DATA EXCERPTS:
/// Direction the snake can move
///
/// Variants are listed in clockwise order, which is the order
/// [`Direction::rotated_right`] walks through.
#[derive(Debug, Clone, Copy, PartialEq, Eq, Hash)]
pub enum Direction {
    Up,
    Right,
    Down,
    Left,
}

impl Direction {
    const CLOCKWISE: [Direction; 4] = [
        Direction::Up,
        Direction::Right,
        Direction::Down,
        Direction::Left,
    ];

    fn index(self) -> usize {
        match self {
            Direction::Up => 0,
            Direction::Right => 1,
            Direction::Down => 2,
            Direction::Left => 3,
        }
    }

    /// The next direction clockwise (Up -> Right -> Down -> Left -> Up)
    pub fn rotated_right(self) -> Self {
        Self::CLOCKWISE[(self.index() + 1) % Self::CLOCKWISE.len()]
    }

    /// The next direction counter-clockwise
    pub fn rotated_left(self) -> Self {
        let len = Self::CLOCKWISE.len();
        Self::CLOCKWISE[(self.index() + len - 1) % len]
    }

    /// Returns the delta (dx, dy) for moving in this direction.
    /// Screen coordinates: y grows downward.
    pub fn delta(&self) -> (i32, i32) {
        match self {
            Direction::Up => (0, -1),
            Direction::Down => (0, 1),
            Direction::Left => (-1, 0),
            Direction::Right => (1, 0),
        }
    }
}

/// A relative steering input delivered by the input source
#[derive(Debug, Clone, Copy, PartialEq, Eq)]
pub enum Turn {
    Right,
    Left,
}

impl Turn {
    pub fn apply(self, direction: Direction) -> Direction {
        match self {
            Turn::Right => direction.rotated_right(),
            Turn::Left => direction.rotated_left(),
        }
    }
}
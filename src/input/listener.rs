use tracing::debug;

/// The session's single subscription to direction input.
///
/// Attached when a session starts and detached when it ends. Attaching an
/// already attached listener does nothing, so restarts never stack up
/// subscriptions.
#[derive(Debug, Default)]
pub struct InputListener {
    attached: bool,
    attach_count: u64,
}

impl InputListener {
    pub fn new() -> Self {
        Self::default()
    }

    /// Returns false if the listener was already attached
    pub fn attach(&mut self) -> bool {
        if self.attached {
            debug!("input listener already attached");
            return false;
        }
        self.attached = true;
        self.attach_count += 1;
        debug!(attach_count = self.attach_count, "input listener attached");
        true
    }

    /// Returns false if the listener was not attached
    pub fn detach(&mut self) -> bool {
        if !self.attached {
            return false;
        }
        self.attached = false;
        debug!("input listener detached");
        true
    }

    pub fn is_attached(&self) -> bool {
        self.attached
    }

    /// How many times the listener has been attached over its lifetime
    pub fn attach_count(&self) -> u64 {
        self.attach_count
    }
}
//! Keyboard input: key mapping and the session's input subscription

pub mod handler;
pub mod listener;

pub use handler::{InputHandler, KeyAction};
pub use listener::InputListener;
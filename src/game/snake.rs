use std::collections::VecDeque;

use super::action::{Direction, Turn};
use super::geometry::Cell;

/// The snake: an ordered chain of cells from tail (front) to head (back)
#[derive(Debug, Clone, PartialEq)]
pub struct Snake {
    body: VecDeque<Cell>,
    direction: Direction,
    just_ate: bool,
}

impl Snake {
    /// A length-1 snake at `head`
    pub fn new(head: Cell, direction: Direction) -> Self {
        Self {
            body: VecDeque::from([head]),
            direction,
            just_ate: false,
        }
    }

    /// Build a snake from an explicit tail-to-head chain.
    /// Returns `None` for an empty chain.
    pub fn from_cells(
        cells: impl IntoIterator<Item = Cell>,
        direction: Direction,
    ) -> Option<Self> {
        let body: VecDeque<Cell> = cells.into_iter().collect();
        if body.is_empty() {
            return None;
        }

        Some(Self {
            body,
            direction,
            just_ate: false,
        })
    }

    /// Get the head position (most recently added cell)
    pub fn head(&self) -> Cell {
        // length >= 1 is upheld by every constructor and by advance()
        self.body[self.body.len() - 1]
    }

    /// Get the tail position (oldest cell)
    pub fn tail(&self) -> Cell {
        self.body[0]
    }

    pub fn direction(&self) -> Direction {
        self.direction
    }

    /// Cells from tail to head
    pub fn cells(&self) -> impl ExactSizeIterator<Item = &Cell> + Clone + '_ {
        self.body.iter()
    }

    /// Where the head will be after the next `advance()`
    pub fn next_head(&self) -> Cell {
        self.head().moved_in_direction(self.direction)
    }

    pub fn contains(&self, cell: Cell) -> bool {
        self.body.contains(&cell)
    }

    /// Check if a cell collides with any segment other than the head
    pub fn collides_with_body(&self, cell: Cell) -> bool {
        self.body.iter().rev().skip(1).any(|segment| *segment == cell)
    }

    pub fn is_growing(&self) -> bool {
        self.just_ate
    }

    /// Push a new head one cell ahead. Drops the tail unless the snake has
    /// just eaten; returns the vacated tail cell if one was dropped.
    pub fn advance(&mut self) -> Option<Cell> {
        let new_head = self.next_head();
        self.body.push_back(new_head);

        if self.just_ate {
            self.just_ate = false;
            None
        } else {
            self.body.pop_front()
        }
    }

    /// Keep the tail on the next `advance()`
    pub fn grow(&mut self) {
        self.just_ate = true;
    }

    pub fn turn_right(&mut self) {
        self.direction = self.direction.rotated_right();
    }

    pub fn turn_left(&mut self) {
        self.direction = self.direction.rotated_left();
    }

    pub fn turn(&mut self, turn: Turn) {
        self.direction = turn.apply(self.direction);
    }

    /// Get the length of the snake
    pub fn len(&self) -> usize {
        self.body.len()
    }

    /// Always false; a snake keeps at least its head
    pub fn is_empty(&self) -> bool {
        self.body.is_empty()
    }
}
use rand::Rng;
use rand::seq::SliceRandom;
use tracing::debug;

use super::geometry::{Cell, Grid};

/// Random attempts before falling back to enumerating the free cells
const MAX_SAMPLE_ATTEMPTS: usize = 32;

/// Places food on a random unoccupied cell.
///
/// Candidates exclude the last column and the last row of the grid, so food
/// lands in `[0, width - 1) x [0, height - 1)`.
#[derive(Debug)]
pub struct FoodSpawner<R = rand::rngs::ThreadRng> {
    grid: Grid,
    rng: R,
}

impl FoodSpawner<rand::rngs::ThreadRng> {
    pub fn new(grid: Grid) -> Self {
        Self::with_rng(grid, rand::thread_rng())
    }
}

impl<R: Rng> FoodSpawner<R> {
    pub fn with_rng(grid: Grid, rng: R) -> Self {
        Self { grid, rng }
    }

    fn columns(&self) -> i32 {
        self.grid.width.saturating_sub(1) as i32
    }

    fn rows(&self) -> i32 {
        self.grid.height.saturating_sub(1) as i32
    }

    /// Pick a uniformly random candidate cell not in `occupied`.
    /// Returns `None` when every candidate is taken.
    pub fn spawn<'a, I>(&mut self, occupied: I) -> Option<Cell>
    where
        I: IntoIterator<Item = &'a Cell>,
        I::IntoIter: Clone,
    {
        let occupied = occupied.into_iter();
        let (columns, rows) = (self.columns(), self.rows());
        if columns <= 0 || rows <= 0 {
            return None;
        }

        for attempt in 0..MAX_SAMPLE_ATTEMPTS {
            let cell = Cell::new(self.rng.gen_range(0..columns), self.rng.gen_range(0..rows));
            if !occupied.clone().any(|c| *c == cell) {
                debug!(x = cell.x, y = cell.y, attempt, "food spawned");
                return Some(cell);
            }
        }

        // Crowded board: choose directly among the free cells
        let free: Vec<Cell> = (0..rows)
            .flat_map(|y| (0..columns).map(move |x| Cell::new(x, y)))
            .filter(|cell| !occupied.clone().any(|c| c == cell))
            .collect();

        let cell = free.choose(&mut self.rng).copied();
        match cell {
            Some(cell) => {
                debug!(x = cell.x, y = cell.y, free = free.len(), "food spawned from free list")
            }
            None => debug!("no free cell left for food"),
        }
        cell
    }
}

#[cfg(test)]
mod tests {
    use super::*;
    use rand::SeedableRng;
    use rand::rngs::StdRng;

    const EMPTY: &[Cell] = &[];

    fn spawner(width: u32, height: u32, seed: u64) -> FoodSpawner<StdRng> {
        FoodSpawner::with_rng(Grid::new(width, height, 10), StdRng::seed_from_u64(seed))
    }

    #[test]
    fn test_spawn_within_range() {
        let mut spawner = spawner(50, 40, 7);
        for _ in 0..500 {
            let cell = spawner.spawn(EMPTY).unwrap();
            assert!((0..49).contains(&cell.x));
            assert!((0..39).contains(&cell.y));
        }
    }

    #[test]
    fn test_spawn_avoids_occupied() {
        let mut spawner = spawner(4, 4, 3);
        // Candidates are the 3x3 block; leave only (2, 2) free
        let occupied: Vec<Cell> = (0..3)
            .flat_map(|y| (0..3).map(move |x| Cell::new(x, y)))
            .filter(|c| *c != Cell::new(2, 2))
            .collect();

        for _ in 0..20 {
            assert_eq!(spawner.spawn(&occupied), Some(Cell::new(2, 2)));
        }
    }

    #[test]
    fn test_spawn_full_board() {
        let mut spawner = spawner(3, 3, 1);
        let occupied: Vec<Cell> = (0..2)
            .flat_map(|y| (0..2).map(move |x| Cell::new(x, y)))
            .collect();

        assert_eq!(spawner.spawn(&occupied), None);
    }

    #[test]
    fn test_degenerate_grid() {
        let mut spawner = spawner(1, 5, 1);
        assert_eq!(spawner.spawn(EMPTY), None);
    }
}
//! Grid Snake - a fixed-tick snake game played in the terminal
//!
//! This library provides:
//! - Core game logic: snake model, food placement and the session state machine (game module)
//! - Board rendering onto a pixel surface, plus the terminal screen layout (render module)
//! - Key mapping and the session's input subscription (input module)
//! - Interactive terminal play (modes module)

pub mod game;
pub mod input;
pub mod logging;
pub mod modes;
pub mod render;
//! Drawing: the board renderer and the terminal screen layout

pub mod renderer;
pub mod screen;

pub use renderer::{Renderer, Surface, TerminalSurface};
pub use screen::{Overlay, Screen};
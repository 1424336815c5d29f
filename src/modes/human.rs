use anyhow::{Context, Result};
use crossterm::{
    event::{Event, EventStream, KeyEventKind},
    execute,
    terminal::{EnterAlternateScreen, LeaveAlternateScreen, disable_raw_mode, enable_raw_mode},
};
use futures::StreamExt;
use ratatui::{Terminal, backend::CrosstermBackend};
use std::io::{Stderr, stderr};
use std::time::Duration;
use tokio::time::{MissedTickBehavior, interval};
use tracing::{debug, info};

use crate::game::{EndReason, GameConfig, GameSession, RestartDecision, TickOutcome};
use crate::input::{InputHandler, KeyAction};
use crate::render::{Overlay, Renderer, Screen};

type Backend = CrosstermBackend<Stderr>;

/// Answer collected while the restart prompt is showing
#[derive(Debug, Clone, Copy, PartialEq, Eq)]
enum PromptAnswer {
    Decision(RestartDecision),
    Quit,
}

impl PromptAnswer {
    fn from_key_action(action: &KeyAction) -> Option<Self> {
        match action {
            KeyAction::Confirm => Some(PromptAnswer::Decision(RestartDecision::Confirm)),
            KeyAction::Decline => Some(PromptAnswer::Decision(RestartDecision::Decline)),
            KeyAction::Quit => Some(PromptAnswer::Quit),
            KeyAction::Turn(_) | KeyAction::None => None,
        }
    }
}

/// What the loop does after a tick
#[derive(Debug, Clone, Copy, PartialEq, Eq)]
enum TickResponse {
    /// The board changed
    Redraw,
    /// The game just ended; ask whether to play again
    PromptRestart(EndReason),
    /// Nothing to show
    Skip,
}

impl TickResponse {
    fn from_outcome(outcome: TickOutcome) -> Self {
        match outcome {
            TickOutcome::Advanced { .. } => TickResponse::Redraw,
            TickOutcome::Ended(reason) => TickResponse::PromptRestart(reason),
            TickOutcome::Idle => TickResponse::Skip,
        }
    }
}

/// Interactive play in the terminal
pub struct HumanMode {
    session: GameSession,
    screen: Screen,
    input_handler: InputHandler,
    tick_interval: Duration,
    overlay: Overlay,
    should_quit: bool,
}

impl HumanMode {
    pub fn new(config: &GameConfig) -> Result<Self> {
        let palette = config.palette().context("Invalid colour configuration")?;

        Ok(Self {
            session: GameSession::new(config),
            screen: Screen::new(Renderer::new(palette)),
            input_handler: InputHandler::new(),
            tick_interval: config.tick_interval(),
            overlay: Overlay::None,
            should_quit: false,
        })
    }

    pub async fn run(&mut self) -> Result<()> {
        // Setup terminal
        enable_raw_mode().context("Failed to enable raw mode")?;
        let mut stderr = stderr();
        execute!(stderr, EnterAlternateScreen).context("Failed to enter alternate screen")?;
        let backend = CrosstermBackend::new(stderr);
        let mut terminal = Terminal::new(backend).context("Failed to create terminal")?;
        terminal.hide_cursor().context("Failed to hide cursor")?;
        terminal.clear().context("Failed to clear terminal")?;

        // Run game loop with cleanup
        let result = self.run_game_loop(&mut terminal).await;

        // Cleanup terminal
        self.cleanup_terminal(&mut terminal)?;

        result
    }

    async fn run_game_loop(&mut self, terminal: &mut Terminal<Backend>) -> Result<()> {
        let mut event_stream = EventStream::new();

        let mut tick_timer = interval(self.tick_interval);
        tick_timer.set_missed_tick_behavior(MissedTickBehavior::Delay);

        info!(interval_ms = self.tick_interval.as_millis() as u64, "game loop started");
        self.draw(terminal)?;

        loop {
            tokio::select! {
                // Handle terminal events
                maybe_event = event_stream.next() => {
                    match maybe_event {
                        Some(Ok(event)) => {
                            if self.handle_event(event) {
                                self.draw(terminal)?;
                            }
                        }
                        Some(Err(err)) => return Err(err).context("Failed to read terminal event"),
                        None => self.should_quit = true,
                    }
                }

                // Game logic tick
                _ = tick_timer.tick() => {
                    match TickResponse::from_outcome(self.session.tick()) {
                        TickResponse::Redraw => self.draw(terminal)?,
                        TickResponse::PromptRestart(reason) => {
                            self.on_game_over(terminal, &mut event_stream, reason).await?;
                            // The prompt may have taken a while; start the new game cleanly
                            tick_timer.reset();
                        }
                        TickResponse::Skip => {}
                    }
                }

                // Handle Ctrl+C
                _ = tokio::signal::ctrl_c() => {
                    self.should_quit = true;
                }
            }

            if self.should_quit {
                break;
            }
        }

        info!("game loop stopped");
        Ok(())
    }

    /// Returns true if the frame needs redrawing
    fn handle_event(&mut self, event: Event) -> bool {
        match event {
            Event::Key(key) => {
                // Only process key press events, not release
                if key.kind != KeyEventKind::Press {
                    return false;
                }
                self.apply_key_action(self.input_handler.handle_key_event(key));
                false
            }
            Event::Resize(..) => true,
            _ => false,
        }
    }

    fn apply_key_action(&mut self, action: KeyAction) {
        match action {
            KeyAction::Turn(turn) => {
                self.session.turn(turn);
            }
            KeyAction::Quit => {
                self.should_quit = true;
            }
            // Prompt answers only count while the prompt is showing
            KeyAction::Confirm | KeyAction::Decline | KeyAction::None => {}
        }
    }

    async fn on_game_over(
        &mut self,
        terminal: &mut Terminal<Backend>,
        event_stream: &mut EventStream,
        reason: EndReason,
    ) -> Result<()> {
        self.overlay = Overlay::RestartPrompt(reason);
        self.draw(terminal)?;

        match self.await_restart_decision(terminal, event_stream).await? {
            PromptAnswer::Decision(decision) => {
                self.apply_restart_decision(decision, reason);
                self.draw(terminal)?;
            }
            PromptAnswer::Quit => self.should_quit = true,
        }

        Ok(())
    }

    fn apply_restart_decision(&mut self, decision: RestartDecision, reason: EndReason) {
        self.overlay = if self.session.resolve_restart(decision) {
            Overlay::None
        } else {
            Overlay::GameOver(reason)
        };
    }

    /// Wait for the player to answer the restart prompt. No ticks are
    /// processed in the meantime.
    async fn await_restart_decision(
        &mut self,
        terminal: &mut Terminal<Backend>,
        event_stream: &mut EventStream,
    ) -> Result<PromptAnswer> {
        loop {
            tokio::select! {
                maybe_event = event_stream.next() => {
                    let event = match maybe_event {
                        Some(event) => event.context("Failed to read terminal event")?,
                        None => return Ok(PromptAnswer::Quit),
                    };

                    match event {
                        Event::Key(key) if key.kind == KeyEventKind::Press => {
                            let action = self.input_handler.handle_key_event(key);
                            if let Some(answer) = PromptAnswer::from_key_action(&action) {
                                debug!(?answer, "restart prompt answered");
                                return Ok(answer);
                            }
                        }
                        Event::Resize(..) => self.draw(terminal)?,
                        _ => {}
                    }
                }

                _ = tokio::signal::ctrl_c() => return Ok(PromptAnswer::Quit),
            }
        }
    }

    fn draw(&self, terminal: &mut Terminal<Backend>) -> Result<()> {
        terminal
            .draw(|frame| {
                self.screen.render(frame, &self.session, self.overlay);
            })
            .context("Failed to draw frame")?;
        Ok(())
    }

    fn cleanup_terminal(&mut self, terminal: &mut Terminal<Backend>) -> Result<()> {
        disable_raw_mode().context("Failed to disable raw mode")?;
        execute!(terminal.backend_mut(), LeaveAlternateScreen)
            .context("Failed to leave alternate screen")?;
        terminal.show_cursor().context("Failed to show cursor")?;
        Ok(())
    }
}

TASK TO COMPLETE: For this task, write out exactly the lines of the entries above, starting at the line with "#[derive(Debug, Clone, Copy, PartialEq, Eq, Hash)]" and ending at the line with "fn index(self) ->", both included, and no others.

ANSWER TO THIS EXERCISE:
#[derive(Debug, Clone, Copy, PartialEq, Eq, Hash)]
pub enum Direction {
    Up,
    Right,
    Down,
    Left,
}

impl Direction {
    const CLOCKWISE: [Direction; 4] = [
        Direction::Up,
        Direction::Right,
        Direction::Down,
        Direction::Left,
    ];

    fn index(self) -> usize {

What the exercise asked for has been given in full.